How do you feel? All works great? Can you do 10? Or 100? 

The rules are simple: No shadowing, no delegating and most importantly you follow all the rules you have set for your team: Rigidly. Any workaround, shortcut you have to take, any time you use your knowledge to get from A – B  – take a note and report back. 

The most important elements of this exercise are:

  • funnel
  • daily weekly check ins/ 
  • and a PowerPoint with screenshots listing out all the stumble blocks/ potential for improvement 

You take notes and report back to your team. If you reach a stumble block consult their experience, take notes and report back. All the time recording how you feel completing that step. You will be amazed how much they will share, when you are the one struggling. 

Can’t your team do that? 

The short answer is yes. But the long answer is a topic for another blog post. If you are employing a result focused team, they will find workarounds. They will just get on with it. Only by doing it yourself can you appreciate why certain processes are not followed and why some of the functionalities are not being used.

Because the reality is that we want results and positive attitude and this is what gets rewarded on the daily basis. 

Positive attitude leaves very little room for honest, lay-it-bare feedback. Feedback is hard work and it is unrewarding, which is why it’s the Product Managers role to do the Deep Dive to find out. 

I remembered, back in the day, when I worked as a Sales Manager we had implemented a few very expensive systems that were supposed to make the sales team’s job easier. 

In reality it meant we had to stay after hours to input the data or catch up on all the work that had to be done. None of those extra hours brought extra additional results. What happens if the result focused team doesn’t see more results for more effort? 

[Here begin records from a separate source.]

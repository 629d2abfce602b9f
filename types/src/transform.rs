//! Structural rewriting.
//!
//! [`simple_transform`] rebuilds a type bottom-up under a caller-supplied
//! per-node function. The function sees every node reached, qualifiers
//! included. When it returns something different the result is taken as is
//! and that subtree is not entered; otherwise the node's children are
//! rewritten and the node is rebuilt only if one of them changed.
//!
//! Unchanged subtrees come back as the very same handles, so a rewrite that
//! finds nothing to do allocates nothing.
//!
//! Some shapes are opaque to rewriting and are never entered: named types
//! (typedefs, records, enums, interfaces, elaborated names), shapes whose
//! meaning depends on an expression, template specializations, and every
//! dependent shape.

use crate::context::TyCtxt;
use crate::core::walk::{Fold, FoldStep, drive_fold};
use crate::core::{Children, QualType, TyKind};

/// Rewrites `qt` with `f`, see the module documentation.
///
/// An `Err` from `f` at any node aborts the whole rewrite.
pub fn simple_transform<'tcx, E, F>(tcx: TyCtxt<'tcx>, qt: QualType<'tcx>, f: &mut F) -> Result<QualType<'tcx>, E>
where
    F: FnMut(QualType<'tcx>) -> Result<QualType<'tcx>, E>,
{
    drive_fold(qt, &mut Rewriter { tcx, f })
}

struct Rewriter<'a, 'tcx, F> {
    tcx: TyCtxt<'tcx>,
    f: &'a mut F,
}

impl<'tcx, E, F> Fold<'tcx> for Rewriter<'_, 'tcx, F>
where
    F: FnMut(QualType<'tcx>) -> Result<QualType<'tcx>, E>,
{
    type Output = QualType<'tcx>;
    type Error = E;

    fn visit(&mut self, qt: QualType<'tcx>) -> Result<FoldStep<'tcx, QualType<'tcx>>, E> {
        let transformed = (self.f)(qt)?;
        if transformed != qt {
            return Ok(FoldStep::Done(transformed));
        }
        if is_opaque(qt.kind()) {
            Ok(FoldStep::Done(qt))
        } else {
            Ok(FoldStep::Recurse)
        }
    }

    fn children(&self, qt: QualType<'tcx>) -> Children<'tcx> {
        match *qt.kind() {
            // The class of a member pointer and the decayed pointer are
            // derived, not rewritten.
            TyKind::MemberPointer { pointee, .. } => Children::from_slice(&[pointee]),
            TyKind::Decayed { original, .. } => Children::from_slice(&[original]),
            ref kind => kind.children(),
        }
    }

    fn combine(
        &mut self,
        qt: QualType<'tcx>,
        children: impl ExactSizeIterator<Item = QualType<'tcx>> + DoubleEndedIterator,
    ) -> Result<QualType<'tcx>, E> {
        let rewritten: Children<'tcx> = children.collect();
        if rewritten == self.children(qt) {
            return Ok(qt);
        }
        let tcx = self.tcx;
        let rebuilt = match *qt.kind() {
            TyKind::MemberPointer { class, .. } => {
                QualType::unqualified(tcx.intern(TyKind::MemberPointer { pointee: rewritten[0], class }))
            }
            TyKind::Decayed { .. } => tcx.mk_decayed(rewritten[0]),
            TyKind::Adjusted { .. } => tcx.mk_adjusted(rewritten[0], rewritten[1]),
            TyKind::ObjCObject { protocols, kind_of, .. } => {
                tcx.mk_objc_object(rewritten[0], &rewritten[1..], protocols, kind_of)
            }
            ref kind => QualType::unqualified(tcx.intern(kind.with_children(tcx, &rewritten))),
        };
        Ok(rebuilt.with_quals(qt.quals))
    }
}

fn is_opaque(kind: &TyKind<'_>) -> bool {
    matches!(
        kind,
        TyKind::Builtin(_)
            | TyKind::Typedef { .. }
            | TyKind::ObjCTypeParam { .. }
            | TyKind::TypeOfExpr { .. }
            | TyKind::TypeOf(_)
            | TyKind::Decltype { .. }
            | TyKind::UnaryTransform { .. }
            | TyKind::Record(_)
            | TyKind::Enum(_)
            | TyKind::Elaborated { .. }
            | TyKind::TemplateSpecialization { .. }
            | TyKind::PackExpansion { .. }
            | TyKind::ObjCInterface(_)
            | TyKind::Pipe { .. }
            | TyKind::TypeVariable { .. }
            | TyKind::DependentSizedArray { .. }
            | TyKind::DependentSizedExtVector { .. }
            | TyKind::DependentAddressSpace { .. }
            | TyKind::TemplateTypeParm { .. }
            | TyKind::SubstTemplateTypeParmPack { .. }
            | TyKind::DependentName { .. }
            | TyKind::DeducedTemplateSpecialization { .. }
    )
}
//! Quail - type representation for C-family front ends
//!
//! # Overview
//!
//! Quail models the types of C, C++, Objective-C and the bounds-checked C
//! dialect the way a compiler front end needs them:
//!
//! - Qualified types with cv, address-space, GC and ownership qualifiers
//! - A hash-consed type graph where every node knows its canonical form
//! - Structural predicates (integral, scalar, POD, trivially copyable, ...)
//! - Linkage and visibility of types
//! - Substitution of Objective-C generic arguments into member types
//!
//! # Quick Start
//!
//! ```
//! use quail::{LangOptions, TargetInfo, ty};
//!
//! quail::with_context(LangOptions::c11(), TargetInfo::x86_64(), |tcx, decls| {
//!     // typedef unsigned long size_t;
//!     let size_t = tcx.mk_typedef(decls.add_typedef("size_t", tcx.ulong()));
//!
//!     // size_t (*)(const char *)
//!     let strlen = ty!(tcx, Ptr[(Ptr[Const[Char]]) => size_t]);
//!     assert_eq!(strlen.display(tcx).to_string(), "size_t (*)(const char *)");
//!
//!     // Sugar never changes what a type is.
//!     assert_eq!(strlen.canonical(), ty!(tcx, Ptr[(Ptr[Const[Char]]) => ULong]).canonical());
//!     assert!(size_t.ty.is_integer_type(tcx));
//! });
//! ```
//!
//! # Contexts
//!
//! Every type lives in the arena of a [`TyCtxt`]. [`with_context`] sets up
//! an arena, a [`DeclTable`] and a context for the duration of a closure.
//! Hosts with their own declaration storage build a [`TyCtxt`] directly
//! over any [`DeclStore`].

pub use quail_types::*;

use bumpalo::Bump;

/// Runs `f` with a fresh context over an in-memory declaration table.
///
/// Types and declarations created inside `f` are freed when it returns.
pub fn with_context<R>(
    lang: LangOptions,
    target: TargetInfo,
    f: impl for<'tcx> FnOnce(TyCtxt<'tcx>, &'tcx DeclTable<'tcx>) -> R,
) -> R {
    let arena = Bump::new();
    let decls = DeclTable::new(&arena);
    let tcx = TyCtxt::new(&arena, &decls, lang, target);
    f(tcx, &decls)
}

You guessed it. They leave. So do users. Every task the user takes, must deliver value. As a product manager it is your job to make sure that is the case. 

Otherwise you may have to do it for them and analyse how scalable it is. 

So what happened in my old job? Indeed soon after implementation of the systems that didn’t make our job easier, many people left. 

It didn’t go unnoticed. Soon after  a team assistant was employed whose job was solely to input data into systems was hired, freeing the all important time for sales. 

But the damage has been done. Building on that experience I now like to experience the frustration before my team or my users. Just because something works from the engineering perspective it doesn’t mean it’s fun to use.